This may be classified under complaint behaviour (Ram & Jung 1991). Its importance to mandatory use is not the complaint itself so much as the reason for the complaint. In this case it is that Ariel might feel inconvenienced unfairly or even victimised. So the user turns against the system (combination of technical and human).

P18. “When they hit the key that indicates they are done, the computer system gives them a batch number. If the number ends with a D, no problem, it will just get paid and archived. If the number ends with a Q, the claim must be sent to quality review [which might reject it, and is seen as a black mark against one’s work] … She does not know exactly to what degree the appearance of a Q is determined by the type of claim being processed or by the way that she is processing it, but she heard that her supervisor can manipulate the system to send specific claims to quality review. Ariel has been getting a greater number of Qs than usual. As she gets this one, she complains aloud: “What? Another Q? That’s terrible!.” (page 30-33)
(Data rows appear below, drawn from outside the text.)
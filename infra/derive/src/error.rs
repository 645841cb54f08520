use fxhash::FxHashSet;
use proc_macro2::TokenStream;
use quote::{format_ident, quote};
use syn::{
    Attribute, Data, DeriveInput, Field, Fields, GenericArgument, Ident, PathArguments,
    PathSegment, Type, Variant,
};

const INTERNAL: &str = "Internal";

/// Facts about a single variant that the generated impls depend on.
struct ErrorVariant<'a> {
    ident: &'a Ident,
    source: Option<(&'a Ident, &'a Type)>,
    has_context: bool,
    cfg: Vec<&'a Attribute>,
}

impl<'a> ErrorVariant<'a> {
    fn parse(variant: &'a Variant) -> syn::Result<Self> {
        let Fields::Named(fields) = &variant.fields else {
            return Err(syn::Error::new_spanned(
                &variant.ident,
                "fmdash_error variants must use named fields (`source`, `context`, `message`)",
            ));
        };

        let mut has_context = false;
        let mut source = None;
        for field in &fields.named {
            let Some(ident) = field.ident.as_ref() else { continue };
            if ident == "context" {
                if !is_context_type(&field.ty) {
                    return Err(syn::Error::new_spanned(
                        ident,
                        "context field must be Option<Cow<'static, str>>",
                    ));
                }
                has_context = true;
            } else if source.is_none() && is_source_field(ident, field) {
                source = Some((ident, &field.ty));
            }
        }

        if source.is_some() && !has_context {
            return Err(syn::Error::new_spanned(
                &variant.ident,
                "fmdash_error requires `context: Option<Cow<'static, str>>` next to a source field",
            ));
        }

        Ok(Self {
            ident: &variant.ident,
            source,
            has_context,
            cfg: variant.attrs.iter().filter(|attr| attr.path().is_ident("cfg")).collect(),
        })
    }
}

pub fn expand(input: DeriveInput) -> TokenStream {
    try_expand(&input).unwrap_or_else(syn::Error::into_compile_error)
}

fn try_expand(input: &DeriveInput) -> syn::Result<TokenStream> {
    let Data::Enum(data) = &input.data else {
        return Err(syn::Error::new_spanned(&input.ident, "fmdash_error can only be applied to enums"));
    };

    let variants =
        data.variants.iter().map(ErrorVariant::parse).collect::<syn::Result<Vec<_>>>()?;

    let name = &input.ident;
    let ext = format_ident!("{name}Ext");
    let derives = missing_derives(&input.attrs);
    let context_trait = context_trait(name, &ext, &variants);
    let conversions = variants.iter().filter_map(|v| source_conversion(name, &ext, v));
    let internal = internal_conversions(name, &variants);

    Ok(quote! {
        #[allow(non_shorthand_field_patterns)]
        #derives
        #input

        #context_trait
        #(#conversions)*
        #internal

        #[allow(dead_code)]
        fn format_context(
            context: &Option<std::borrow::Cow<'static, str>>,
        ) -> std::borrow::Cow<'static, str> {
            match context {
                Some(c) => std::borrow::Cow::Owned(format!(" ({c})")),
                None => std::borrow::Cow::Borrowed(""),
            }
        }
    })
}

fn missing_derives(attrs: &[Attribute]) -> TokenStream {
    let mut present = FxHashSet::default();
    for attr in attrs.iter().filter(|attr| attr.path().is_ident("derive")) {
        let _ = attr.parse_nested_meta(|meta| {
            if let Some(segment) = meta.path.segments.last() {
                present.insert(segment.ident.to_string());
            }
            Ok(())
        });
    }

    let mut derives = Vec::new();
    if !present.contains("Debug") {
        derives.push(quote!(Debug));
    }
    if !present.contains("Error") {
        derives.push(quote!(::thiserror::Error));
    }

    if derives.is_empty() { TokenStream::new() } else { quote!(#[derive(#(#derives),*)]) }
}

fn context_trait(name: &Ident, ext: &Ident, variants: &[ErrorVariant<'_>]) -> TokenStream {
    let arms = variants.iter().filter(|v| v.has_context).map(|v| {
        let ident = v.ident;
        let cfg = &v.cfg;
        quote! { #(#cfg)* #name::#ident { context: slot, .. } => *slot = Some(context.into()), }
    });

    quote! {
        pub trait #ext<T> {
            /// Attaches a human readable context to the error branch.
            fn context(
                self,
                context: impl Into<std::borrow::Cow<'static, str>>,
            ) -> ::core::result::Result<T, #name>;
        }

        #[automatically_derived]
        impl<T> #ext<T> for ::core::result::Result<T, #name> {
            #[inline]
            fn context(self, context: impl Into<std::borrow::Cow<'static, str>>) -> Self {
                self.map_err(|mut err| {
                    #[allow(unreachable_patterns)]
                    match &mut err {
                        #(#arms)*
                        _ => {}
                    }
                    err
                })
            }
        }
    }
}

fn source_conversion(name: &Ident, ext: &Ident, v: &ErrorVariant<'_>) -> Option<TokenStream> {
    if v.ident == INTERNAL {
        return None;
    }
    let (field, ty) = v.source?;
    let ident = v.ident;
    let cfg = &v.cfg;

    Some(quote! {
        #(#cfg)*
        #[automatically_derived]
        impl From<#ty> for #name {
            #[inline]
            fn from(#field: #ty) -> Self {
                Self::#ident { #field, context: None }
            }
        }

        #(#cfg)*
        #[automatically_derived]
        impl<T> #ext<T> for ::core::result::Result<T, #ty> {
            #[inline]
            fn context(
                self,
                context: impl Into<std::borrow::Cow<'static, str>>,
            ) -> ::core::result::Result<T, #name> {
                self.map_err(|#field| #name::#ident { #field, context: Some(context.into()) })
            }
        }
    })
}

fn internal_conversions(name: &Ident, variants: &[ErrorVariant<'_>]) -> TokenStream {
    let Some(internal) = variants.iter().find(|v| v.ident == INTERNAL) else {
        return TokenStream::new();
    };
    let cfg = &internal.cfg;

    quote! {
        #(#cfg)*
        impl From<&'static str> for #name {
            #[inline]
            fn from(message: &'static str) -> Self {
                Self::Internal { message: std::borrow::Cow::Borrowed(message), context: None }
            }
        }

        #(#cfg)*
        impl From<String> for #name {
            #[inline]
            fn from(message: String) -> Self {
                Self::Internal { message: std::borrow::Cow::Owned(message), context: None }
            }
        }
    }
}

fn is_source_field(ident: &Ident, field: &Field) -> bool {
    ident == "source"
        || field.attrs.iter().any(|attr| attr.path().is_ident("source") || attr.path().is_ident("from"))
}

fn last_segment(ty: &Type) -> Option<&PathSegment> {
    match ty {
        Type::Path(path) => path.path.segments.last(),
        _ => None,
    }
}

fn type_args(segment: &PathSegment) -> impl Iterator<Item = &GenericArgument> {
    let args = match &segment.arguments {
        PathArguments::AngleBracketed(args) => Some(args.args.iter()),
        _ => None,
    };
    args.into_iter().flatten()
}

/// Accepts `Option<Cow<'static, str>>` with any path prefix on `Option`/`Cow`.
fn is_context_type(ty: &Type) -> bool {
    let Some(option) = last_segment(ty).filter(|s| s.ident == "Option") else {
        return false;
    };
    let mut option_args = type_args(option);
    let (Some(GenericArgument::Type(inner)), None) = (option_args.next(), option_args.next())
    else {
        return false;
    };
    let Some(cow) = last_segment(inner).filter(|s| s.ident == "Cow") else {
        return false;
    };
    let mut cow_args = type_args(cow);
    matches!(
        (cow_args.next(), cow_args.next(), cow_args.next()),
        (Some(GenericArgument::Lifetime(lt)), Some(GenericArgument::Type(target)), None)
            if lt.ident == "static" && last_segment(target).is_some_and(|s| s.ident == "str")
    )
}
Help received can build up what Ram & Jung (1991) call skill in use, but there are other ways to this, such as learning shortcuts:

P19. “… got to keep processing moving, keep the cost per claim down, but this is the kind of shortcut you never get in training. Without them, there is no way the job could be done … In training, everything looks so strict and black-and-white. But on the floor, everybody learns the shortcut in order to meet production. For instance, in training, you are taught to start a claim by filling out the forms that will serve as cover sheets for microfilmed records. Yet much of the information on the cover sheets is never used and is redundant with the attached claim record. So experienced processors do not fill out the form completely; they wait until they have completed the entire claim”. (page 30)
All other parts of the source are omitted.